Increased latency & error rates for API customers

Incident Report for WellSaid Labs

Postmortem

Incident Summary

Elevated latency and error rates impacting all API customers. The errors were a result of a single gateway pod serving traffic in a faulty state after it failed to initialize a system component properly.

Impact

Roughly 20% of API customer traffic experienced increased latency and/or error rates for a period of 24 hours.

Root Cause

The source of error rates and latency was pinned down to a single pod responsible for handling API customer traffic. This pod in particular failed to initialize a middleware component properly but continued to unsuccessfully serve traffic.
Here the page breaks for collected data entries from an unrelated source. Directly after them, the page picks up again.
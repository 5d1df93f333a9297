//! # Tanya Store
//!
//! Data model and store collaborators for the tanya chat engine.
//!
//! The engine never talks to a database directly; it goes through the two
//! traits defined here. [`IntentStore`] hands out the FAQ intent table, and
//! [`CatalogStore`] answers the three catalog questions the matchers ask:
//! the distinct subject set, the full book list, and the available books for
//! a subject keyword.
//!
//! Two backends are provided:
//!
//! - [`MemoryIntentStore`] / [`MemoryCatalog`]: thread-safe in-memory stores
//!   used by tests, demos, and database-less deployments.
//! - `PostgresIntentStore` / `PostgresCatalog` (behind the
//!   `backend-postgres` feature): the production backend, reading the
//!   `intents` and `books` tables.
//!
//! Every store call returns `Result<_, StoreError>`. Callers treat any error
//! uniformly as "no data" — a failed fetch degrades one matcher for one
//! query, it never aborts the request.

mod backend;
mod model;

pub use backend::{MemoryCatalog, MemoryIntentStore};
#[cfg(feature = "backend-postgres")]
pub use backend::{PostgresCatalog, PostgresConfig, PostgresIntentStore};
pub use model::{Availability, Book, BookRef, Intent, IntentSet};

use thiserror::Error;

/// Errors produced by a store backend.
#[derive(Debug, Error)]
pub enum StoreError {
    /// The backing store could not be reached.
    #[error("store unavailable: {0}")]
    Unavailable(String),
    /// A query against the store failed.
    #[error("store query failed: {0}")]
    Query(String),
    /// A stored record did not have the expected shape.
    #[error("malformed record {tag:?}: {reason}")]
    MalformedRecord { tag: String, reason: String },
}

impl StoreError {
    pub fn unavailable(msg: impl Into<String>) -> Self {
        StoreError::Unavailable(msg.into())
    }

    pub fn query(msg: impl Into<String>) -> Self {
        StoreError::Query(msg.into())
    }
}

/// Source of the intent table.
///
/// Loaded once at engine construction and again on explicit reload. A failing
/// load at construction time degrades to an empty intent set; the engine must
/// keep answering catalog questions regardless.
pub trait IntentStore: Send + Sync {
    fn load_intents(&self) -> Result<IntentSet, StoreError>;
}

/// Read-only view of the book catalog.
///
/// Every method is invoked fresh on each query so matchers always see current
/// inventory; no caching happens at this layer.
pub trait CatalogStore: Send + Sync {
    /// Distinct, lower-cased, non-empty subject values across all books.
    fn distinct_subjects(&self) -> Result<Vec<String>, StoreError>;

    /// Every book in the catalog.
    fn all_books(&self) -> Result<Vec<Book>, StoreError>;

    /// Available books whose subject contains `keyword` (case-insensitive).
    fn available_by_subject(&self, keyword: &str) -> Result<Vec<BookRef>, StoreError>;
}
Upon termination of the problematic pod, service was restored.

Preventative Measures

Improve gateway initialization logic and handling of failure scenarios
Improve logging severity to ensure relevant errors trigger alerts accordingly
Adjust alerting policies around error rates and latency for gateway components

Posted Mar 05, 2024 - 17:34 UTC

Resolved

Elevated latency and error rates impacting all API customers.

Incident Start: 2024-03-02 13:48 PT
Incident End: 2024-03-03 13:48 PT
Incident Duration: 24hrs
Impact: Roughly 20% of API Customer traffic experienced increased latency and/or error rates

Posted Mar 02, 2024 - 22:00 UTC